A l’évocation du mot vodou, il y a beaucoup de chances qu’un grand nombre de petites voix, de projections, de concept, de clichés se présentent à vous. Peut-être des images de fétiches, de poupées, de marabout, de sacrifice, de possession ou autres fantasmes plus ou moins teintés de forte suspicion.

C’est en tout cas pour moi ce que véhiculait ce terme. Pourtant, je n’ai pas voulu m’arrêter à cette perception de surface. Une tradition qui survit à plusieurs millénaires en traversant les persécutions les plus extrêmes doit avoir des choses intéressantes à nous dire. Pour en savoir plus, je n’avais qu’une seule solution. Faire taire ces voix et vivre cette tradition.

Pour cette expérience, une des premières choses à faire est de méditer sur Eshu. Je vais donc vous raconter une anecdote à ce propos.

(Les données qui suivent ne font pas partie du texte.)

//! Conversation memory persistence.
//!
//! An append-only log of query/response pairs with timestamps and optional
//! metadata, serializable to a JSON array and restorable from it. Only the
//! persistence half lives here; in-process conversational buffering belongs
//! to whatever agent framework sits on top.

use std::path::Path;

use chrono::{DateTime, Utc};
use serde::{Deserialize, Serialize};

use crate::error::{Result, VellumError};

/// One recorded interaction.
#[derive(Debug, Clone, PartialEq, Serialize, Deserialize)]
pub struct MemoryRecord {
    pub query: String,
    pub response: String,
    pub timestamp: DateTime<Utc>,
    #[serde(default, skip_serializing_if = "Option::is_none")]
    pub metadata: Option<serde_json::Value>,
}

/// Append-only conversation log.
///
/// Insertion order is chronological order; existing records are never
/// mutated.
#[derive(Debug, Default)]
pub struct ConversationMemory {
    records: Vec<MemoryRecord>,
}

impl ConversationMemory {
    pub fn new() -> Self {
        Self::default()
    }

    /// Append a record stamped with the current time.
    pub fn append(&mut self, query: &str, response: &str, metadata: Option<serde_json::Value>) {
        self.records.push(MemoryRecord {
            query: query.to_string(),
            response: response.to_string(),
            timestamp: Utc::now(),
            metadata,
        });
    }

    /// Serialize the full ordered log to `destination`, overwriting any
    /// existing content.
    pub fn save(&self, destination: &Path) -> Result<()> {
        if let Some(parent) = destination.parent() {
            if !parent.as_os_str().is_empty() {
                std::fs::create_dir_all(parent).map_err(|e| VellumError::storage(parent, e))?;
            }
        }
        let json = serde_json::to_string_pretty(&self.records)
            .map_err(|e| VellumError::storage(destination, e))?;
        std::fs::write(destination, json).map_err(|e| VellumError::storage(destination, e))
    }

    /// Replace the in-memory log with the records persisted at `source`,
    /// preserving their original order and timestamps.
    pub fn load(&mut self, source: &Path) -> Result<()> {
        if !source.exists() {
            return Err(VellumError::NotFound {
                path: source.to_path_buf(),
            });
        }
        let raw =
            std::fs::read_to_string(source).map_err(|e| VellumError::storage(source, e))?;
        let records: Vec<MemoryRecord> =
            serde_json::from_str(&raw).map_err(|e| VellumError::storage(source, e))?;

        self.records.clear();
        self.records = records;
        Ok(())
    }

    /// Empty the log. Irreversible.
    pub fn clear(&mut self) {
        self.records.clear();
    }

    /// The last `k` records in chronological order (all records if fewer
    /// than `k` exist).
    ///
    /// This is a recency heuristic, not a relevance ranking; a replacement
    /// that scores records against the current query can drop in here.
    pub fn recent(&self, k: usize) -> &[MemoryRecord] {
        let start = self.records.len().saturating_sub(k);
        &self.records[start..]
    }

    pub fn len(&self) -> usize {
        self.records.len()
    }

    pub fn is_empty(&self) -> bool {
        self.records.is_empty()
    }
}

#[cfg(test)]
mod tests {
    use super::*;
    use tempfile::TempDir;

    #[test]
    fn test_append_preserves_insertion_order() {
        let mut memory = ConversationMemory::new();
        memory.append("q1", "r1", None);
        memory.append("q2", "r2", Some(serde_json::json!({"source": "test"})));
        memory.append("q3", "r3", None);

        assert_eq!(memory.len(), 3);
        let queries: Vec<&str> = memory.recent(10).iter().map(|r| r.query.as_str()).collect();
        assert_eq!(queries, vec!["q1", "q2", "q3"]);
        assert!(memory.recent(10)[0].timestamp <= memory.recent(10)[2].timestamp);
    }

    #[test]
    fn test_recent_returns_last_k_in_chronological_order() {
        let mut memory = ConversationMemory::new();
        for i in 0..5 {
            memory.append(&format!("q{}", i), "r", None);
        }

        let last_two: Vec<&str> = memory.recent(2).iter().map(|r| r.query.as_str()).collect();
        assert_eq!(last_two, vec!["q3", "q4"]);

        // k larger than the log returns everything.
        assert_eq!(memory.recent(100).len(), 5);
    }

    #[test]
    fn test_save_load_roundtrip_preserves_records_and_timestamps() {
        let tmp = TempDir::new().unwrap();
        let path = tmp.path().join("memory.json");

        let mut memory = ConversationMemory::new();
        for i in 0..5 {
            memory.append(
                &format!("question {}", i),
                &format!("answer {}", i),
                if i % 2 == 0 {
                    Some(serde_json::json!({"turn": i}))
                } else {
                    None
                },
            );
        }
        let original: Vec<MemoryRecord> = memory.recent(5).to_vec();
        memory.save(&path).unwrap();

        let mut restored = ConversationMemory::new();
        restored.append("stale", "should be replaced", None);
        restored.load(&path).unwrap();

        assert_eq!(restored.len(), 5);
        assert_eq!(restored.recent(5), &original[..]);
    }

    #[test]
    fn test_load_missing_file_is_not_found() {
        let tmp = TempDir::new().unwrap();
        let mut memory = ConversationMemory::new();
        let err = memory.load(&tmp.path().join("absent.json")).unwrap_err();
        assert!(matches!(err, VellumError::NotFound { .. }));
    }

    #[test]
    fn test_save_overwrites_existing_content() {
        let tmp = TempDir::new().unwrap();
        let path = tmp.path().join("memory.json");

        let mut memory = ConversationMemory::new();
        memory.append("first", "r", None);
        memory.save(&path).unwrap();

        memory.clear();
        memory.append("second", "r", None);
        memory.save(&path).unwrap();

        let mut restored = ConversationMemory::new();
        restored.load(&path).unwrap();
        assert_eq!(restored.len(), 1);
        assert_eq!(restored.recent(1)[0].query, "second");
    }

    #[test]
    fn test_clear_empties_the_log() {
        let mut memory = ConversationMemory::new();
        memory.append("q", "r", None);
        memory.clear();
        assert!(memory.is_empty());
        assert!(memory.recent(3).is_empty());
    }
}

C’est rare que je raconte des anecdotes. C’est rare que je raconte quoi que ce soit d’ailleurs. Ou quand je raconte des choses c’est surtout pour parler du tronc de l’arbre ou des grosses branches. Mais si je veux tenir ce travail d’écriture sur la longueur, je vais devoir m’aventurer dans les méandres des feuilles, innombrables, si fugaces, toutes différentes et plus belles les unes que les autres.

Je construisais donc une représentation d’Eshu avec ma technique préférée. Durant la journée de cette création, je passais l’aspirateur lorsque d’une façon stupide et improbable, j’aspire une pelote de laine… qui vient se loger au milieu du long tuyau flexible en le bouchant.

Je réfléchis donc à comment je vais faire et finis par aller prendre des longues tiges de bois qui me servent à fabriquer les ojos de dios. Une seule ne suffisait pas alors j’en assemble deux avec du scotch. Me voilà d’attaque pour aller sauver la pelote. Pelote bien coincée, tige trop fine, celle-ci se casse dans le flexible. Je recommence, je prends une autre tige, que je rescotche et j’explore de façon plus prudente le sauvetage. Après un temps indécent à jouer au ridicule, j’arrive à ressortir la pelote !

Plus tard dans la journée, nous méditons avec ma compagne sur un important sujet qui traine depuis un moment. Les serviettes dans la salle de bain qui n’ont toujours pas d’endroit pour s’accrocher. C’est ainsi qu’une idée lumineuse nous vient. En dessous de l’escalier, il y a deux encoches de chaque côté. Il suffirait d’y mettre une tige pour que cela fasse l’affaire. Je repense donc à la tige du matin que je n’ai pas jetée, je vais la chercher pour qu’on s’aperçoive qu’elle a la longueur exacte au millimètre près qu’il nous faut pour s’insérer dans les encoches et créer le porte-serviette idéal !

Voici donc Eshu dans toute sa splendeur. Le grand farceur cosmique. Un guerrier féroce qui aime les blagues, et qui n’a pas son pareil pour sortir des impasses, trouver des solutions en ouvrant les portes et en créant des chemins les plus inattendus possibles. Cette histoire de serviette est une petite farce gentille à l’échelle d’une journée et à titre individuel. Je vous invite aussi à imaginer des grande blagues pour des communautés entières et à l’échelle de siècles ou plus !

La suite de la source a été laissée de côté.